The summer passed in waves of gnarly violence. Bombs started going off in town almost every single week. There were seven in Zone One in July. Sometimes suicide bombs, sometimes car bombs, sometimes bombs left in a bin or a bag in a bar or a cinema or a bendy bus or Tiger Tiger again. A couple of times nobody got hurt, but usually a lot of people got hurt and some people died. Karim’s cousin, who actually used to skate, got blown up in the Piccadilly Burger King at the end of August. A teacher from Billy’s old school died last week from the nails he got stuck in him in the Oxford Circus Nike Town nail bomb in June.
On the night of the day that he nollie inward-heeled the Southbank seven, Lucien got shrapnelled in the back and the neck at the ICA. This was at a free booze party that Georgia had snuck him and Eugene into, which turned out to also be the target of the early bomb attack where Alan Yentob and four other people died. Lucien lucked out and he’s OK now. He beat all of us today in a big game of S.K.A.T.E.
The streets uptown went dead quiet within two weeks. People were urged to shop again, but millions stayed indoors. London had never known terror like it.
Because of skateboarding though, obviously, we couldn’t stay indoors. All of us kept on turning up at Southbank every day. It felt like it was sort of safer there. We didn’t know what else to do.

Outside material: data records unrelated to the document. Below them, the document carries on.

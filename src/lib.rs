//! Travel blog - a REST backend for travel stories
//!
//! Users register and log in with JWT access/refresh tokens, publish posts
//! and leave threaded comments on them.

pub mod api;
pub mod config;
pub mod db;
pub mod models;
pub mod services;
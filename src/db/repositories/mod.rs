//! Database repositories
//!
//! Repository pattern implementations for database access.
//! Each repository handles the queries for a specific entity.

pub mod comment;
pub mod post;
pub mod refresh_token;
pub mod user;

pub use comment::{CommentRepository, SqlxCommentRepository};
pub use post::{PostRepository, SqlxPostRepository};
pub use refresh_token::{RefreshTokenRepository, SqlxRefreshTokenRepository};
pub use user::{SqlxUserRepository, UserRepository};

We were all downriver at Southbank on the afternoon that the pod on the London Eye exploded, and we were there eight days later when the big car bomb went off out the front of Topshop on the Strand. We all spun and saw the ball of flame chug up into the air, then the thick black smoke and ragged bits of Topshop curling out and fluttering down over the rooftops. It was happening right around us but we felt like we were out of it somehow. It was so sunny. There was the massive wide divide of the river—why would anybody bomb that?—spread out like a giant moat right there in front of us. All the concrete bulk of Southbank Centre huddling us, backing us up; solid. The undercroft became like a proper shelter. A lot more people slept there. Nobody, we told ourselves, would ever bother bombing a skatespot.

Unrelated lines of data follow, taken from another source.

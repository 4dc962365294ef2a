//! Travel blog server

use anyhow::Result;
use std::path::PathBuf;
use tracing_subscriber::{layer::SubscriberExt, util::SubscriberInitExt};

use travel_blog::{
    api::{self, AppState},
    config::Config,
    db::{self, migrations::run_migrations},
};

#[tokio::main]
async fn main() -> Result<()> {
    // A missing .env file is fine
    dotenvy::dotenv().ok();

    let config_path = std::env::var("CONFIG_PATH")
        .map(PathBuf::from)
        .unwrap_or_else(|_| PathBuf::from("config.yml"));
    let config = Config::load_with_env(&config_path)?;

    // Initialize tracing
    tracing_subscriber::registry()
        .with(
            tracing_subscriber::EnvFilter::try_from_default_env()
                .unwrap_or_else(|_| config.default_log_filter().into()),
        )
        .with(tracing_subscriber::fmt::layer())
        .init();

    tracing::info!(
        "Starting travel blog ({} environment)...",
        config.environment
    );

    let pool = db::create_pool(&config.database).await?;
    pool.ping().await?;
    tracing::info!("Database connected: {:?}", config.database.driver);

    let applied = run_migrations(&pool, config.database.migrations_dir.as_deref()).await?;
    tracing::info!("Database migrations completed ({} applied)", applied);

    let state = AppState::new(pool.clone(), &config.auth)?;
    let app = api::build_router(state);

    let addr = format!("{}:{}", config.server.host, config.server.port);
    let listener = tokio::net::TcpListener::bind(&addr).await?;
    tracing::info!("Server listening on http://{}", addr);

    axum::serve(listener, app)
        .with_graceful_shutdown(shutdown_signal())
        .await?;

    pool.close().await;
    tracing::info!("Server stopped");

    Ok(())
}

async fn shutdown_signal() {
    if let Err(e) = tokio::signal::ctrl_c().await {
        tracing::error!("Failed to listen for shutdown signal: {}", e);
    }
    tracing::info!("Shutdown signal received");
}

In the winter, in the days just before the bombs started up for serious, Nugget drew this sticker—like those stickers that graffers make and stick on everything—which he claimed was for some big new art project of his. One night after Southbank we all watched him stick it slyly on a vending machine on the platform in Waterloo tube. It was basically for jokes. He was about to fail his first year at art college, and he’d never produced any art that any of us had ever seen. All he was really doing then was just skiving and being fully back on skating every day. The sticker said:
ALLAH IS GREAT.
THIS VENDING MACHINE HAS BEEN RIGGED WITH A POWERFUL EXPLOSIVE DEVICE. INFIDELS WILL BE BLOWN APART LIKE DOGS IF THEY SELECT THE CRUNCHIE, WISPA OR CADBURY’S FRUIT AND NUT BARS.

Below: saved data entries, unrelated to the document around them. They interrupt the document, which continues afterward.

//! API layer - HTTP handlers and routing
//!
//! Every endpoint lives under `/api`:
//! - Auth endpoints (register, login, logout, me)
//! - Post endpoints
//! - Comment endpoints
//! - User count endpoint

pub mod auth;
pub mod comments;
pub mod common;
pub mod middleware;
pub mod posts;
pub mod responses;
pub mod users;

use axum::{
    http::{header, HeaderName, Method},
    middleware as axum_middleware,
    Router,
};
use tower::ServiceBuilder;
use tower_http::cors::{AllowOrigin, CorsLayer};
use tower_http::trace::TraceLayer;

pub use middleware::{ApiError, ApiErrorKind, AppState};

/// Build the API router (mounted under `/api` by [`build_router`])
pub fn build_api_router(state: AppState) -> Router<AppState> {
    // Protected routes (need a valid access token)
    let protected_routes = Router::new()
        .merge(auth::protected_router())
        .merge(posts::protected_router())
        .merge(comments::protected_router())
        .route_layer(axum_middleware::from_fn_with_state(
            state,
            middleware::require_auth,
        ));

    // Public routes
    Router::new()
        .merge(auth::public_router())
        .merge(posts::public_router())
        .merge(comments::public_router())
        .merge(users::public_router())
        .merge(protected_routes)
}

/// Any origin is mirrored back so credentials can be allowed
fn cors_layer() -> CorsLayer {
    CorsLayer::new()
        .allow_origin(AllowOrigin::mirror_request())
        .allow_methods([
            Method::GET,
            Method::POST,
            Method::PUT,
            Method::DELETE,
            Method::OPTIONS,
        ])
        .allow_headers([
            header::CONTENT_TYPE,
            header::CONTENT_LENGTH,
            header::ACCEPT_ENCODING,
            HeaderName::from_static("x-csrf-token"),
            header::AUTHORIZATION,
            header::ACCEPT,
            header::ORIGIN,
            header::CACHE_CONTROL,
            HeaderName::from_static("x-requested-with"),
        ])
        .allow_credentials(true)
}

It was pretty funny at the time. But they evacuated the station and it was on the news and in the papers and we all felt nervous about the whole thing for a while.
By some weird miracle, Nugget never actually got caught, which he was stoked on for the rest of his life. It’s one of those things that just wouldn’t really happen any more. It just wouldn’t be funny. The streets are pretty dead, and loads of old spots that used to be total busts are totally not busts any more, which is sweet, and it’s all much better for skating. But everyone everywhere knows that the scene in London just kind of sucks now.